Description of the task — Which lines below hold the word "ESearch"? Report each one.

Recorded information section start

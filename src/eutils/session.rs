//! History server session windows and the relay between chained requests
//!
//! ESearch, ELink and EPost can leave their results on NCBI's History server and
//! hand back a `WebEnv`/`query_key` pair. A downstream request built with
//! `from_source` picks that pair up through [`inherit_session`], triggering the
//! upstream call first when it has not run yet.

use std::fmt;

use serde::{Deserialize, Serialize};
use tokio::time::sleep;
use tracing::{debug, info};

use super::client::EutilsClient;
use super::request::{Eutility, QueryParams};
use crate::error::{EutilsError, Result};

/// Location of a stored result set on the NCBI History server
#[derive(Debug, Clone, Default, PartialEq, Eq, Serialize, Deserialize)]
pub struct SessionWindow {
    /// Opaque Web Environment token
    pub webenv: Option<String>,
    /// Handle of one result set within the Web Environment
    pub query_key: Option<u32>,
}

impl SessionWindow {
    pub fn new(webenv: impl Into<String>, query_key: u32) -> Self {
        Self {
            webenv: Some(webenv.into()),
            query_key: Some(query_key),
        }
    }

    /// Both coordinates are present
    pub fn is_complete(&self) -> bool {
        self.webenv.is_some() && self.query_key.is_some()
    }

    /// Neither coordinate is present
    pub fn is_empty(&self) -> bool {
        self.webenv.is_none() && self.query_key.is_none()
    }

    /// Overwrite coordinates with the ones present in `newer`
    pub fn update(&mut self, newer: SessionWindow) {
        if newer.webenv.is_some() {
            self.webenv = newer.webenv;
        }
        if newer.query_key.is_some() {
            self.query_key = newer.query_key;
        }
    }

    /// Append `query_key` and `WebEnv` parameters for whatever is set
    pub(crate) fn apply(&self, params: &mut QueryParams) {
        if let Some(query_key) = self.query_key {
            params.push("query_key", query_key.to_string());
        }
        if let Some(webenv) = &self.webenv {
            params.push("WebEnv", webenv);
        }
    }
}

impl fmt::Display for SessionWindow {
    fn fmt(&self, f: &mut fmt::Formatter<'_>) -> fmt::Result {
        write!(
            f,
            "WebEnv: {}, QueryKey: {}",
            self.webenv.as_deref().unwrap_or("-"),
            self.query_key
                .map(|k| k.to_string())
                .unwrap_or_else(|| "-".to_string())
        )
    }
}

/// Pipeline stage marker carried by requests and pipeline output
///
/// Purely informational: it records which E-utility last produced results.
#[derive(Debug, Clone, Copy, Default, PartialEq, Eq, Hash, Serialize, Deserialize)]
pub enum PipelineStage {
    #[default]
    None,
    ESearch,
    ELink,
    ESummary,
    EFetch,
    EPost,
}

impl PipelineStage {
    pub fn as_str(&self) -> &'static str {
        match self {
            PipelineStage::None => "NONE",
            PipelineStage::ESearch => "ESEARCH",
            PipelineStage::ELink => "ELINK",
            PipelineStage::ESummary => "ESUMMARY",
            PipelineStage::EFetch => "EFETCH",
            PipelineStage::EPost => "EPOST",
        }
    }
}

impl fmt::Display for PipelineStage {
    fn fmt(&self, f: &mut fmt::Formatter<'_>) -> fmt::Result {
        f.write_str(self.as_str())
    }
}

/// Identifying fields a source hands to the request chained after it
#[derive(Debug, Clone, Default, PartialEq, Eq)]
pub struct Lineage {
    /// Database the source's results live in
    pub db: String,
    /// Originating text query, if any
    pub term: Option<String>,
    /// UIDs known to the source (input UIDs or UIDs from its response)
    pub ids: Vec<String>,
    pub idtype: Option<String>,
    pub usehistory: bool,
    pub stage: PipelineStage,
}

/// A request whose results can feed a downstream request
#[allow(async_fn_in_trait)]
pub trait SessionSource: Eutility {
    /// Identifying fields to copy downstream
    fn lineage(&self) -> Lineage;

    /// Session produced by this request's own call, `None` until it has run
    fn produced_session(&self) -> Option<SessionWindow>;

    /// Run this request's own network call and return the session it produced
    async fn execute(&mut self) -> Result<SessionWindow>;
}

/// What a chained request receives from its source
#[derive(Debug, Clone, Default, PartialEq, Eq)]
pub struct Inherited {
    pub lineage: Lineage,
    pub session: SessionWindow,
}

/// Copy identifying fields and the session window out of `source`
///
/// When the source has not produced a complete session yet its own call is
/// executed first. The configured pipeline delay follows only when that
/// execution went to the network; a cached answer is not paused after.
pub async fn inherit_session<S: SessionSource>(
    client: &EutilsClient,
    source: &mut S,
) -> Result<Inherited> {
    let session = match source.produced_session() {
        Some(session) if session.is_complete() => {
            debug!(%session, "Reusing session from source");
            session
        }
        _ => {
            let stage = source.lineage().stage;
            info!(%stage, "Source has no session yet, executing it first");
            let calls_before = source.request().calls();
            let session = source.execute().await?;

            let delay = client.config().pipeline_delay;
            if source.request().calls() > calls_before && !delay.is_zero() {
                debug!(delay_ms = delay.as_millis(), "Pausing before next request");
                sleep(delay).await;
            }
            session
        }
    };

    Ok(Inherited {
        lineage: source.lineage(),
        session,
    })
}

/// Record selection for EFetch and ESummary
#[derive(Debug, Clone, PartialEq, Eq)]
pub(crate) enum RecordInput {
    Session(SessionWindow),
    Ids(Vec<String>),
}

impl RecordInput {
    /// Prefer a complete session, fall back to UIDs
    ///
    /// `chained_from` names the source stage when the request was built from
    /// one, turning a missing input into [`EutilsError::SessionUnavailable`].
    pub(crate) fn resolve(
        stage: PipelineStage,
        session: &SessionWindow,
        ids: &[String],
        chained_from: Option<PipelineStage>,
    ) -> Result<Self> {
        if session.is_complete() {
            return Ok(RecordInput::Session(session.clone()));
        }
        if !ids.is_empty() {
            return Ok(RecordInput::Ids(ids.to_vec()));
        }
        Err(match chained_from {
            Some(source) => EutilsError::SessionUnavailable { stage: source },
            None => EutilsError::MissingInput { stage },
        })
    }

    pub(crate) fn apply(&self, params: &mut QueryParams) {
        match self {
            RecordInput::Session(session) => session.apply(params),
            RecordInput::Ids(ids) => params.push("id", ids.join(",")),
        }
    }

    pub(crate) fn id_count(&self) -> usize {
        match self {
            RecordInput::Session(_) => 0,
            RecordInput::Ids(ids) => ids.len(),
        }
    }
}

Recorded information section end

Result below —
//! ESearch, ELink and EPost can leave their results on NCBI's History server and
    ESearch,
            PipelineStage::ESearch => "ESEARCH",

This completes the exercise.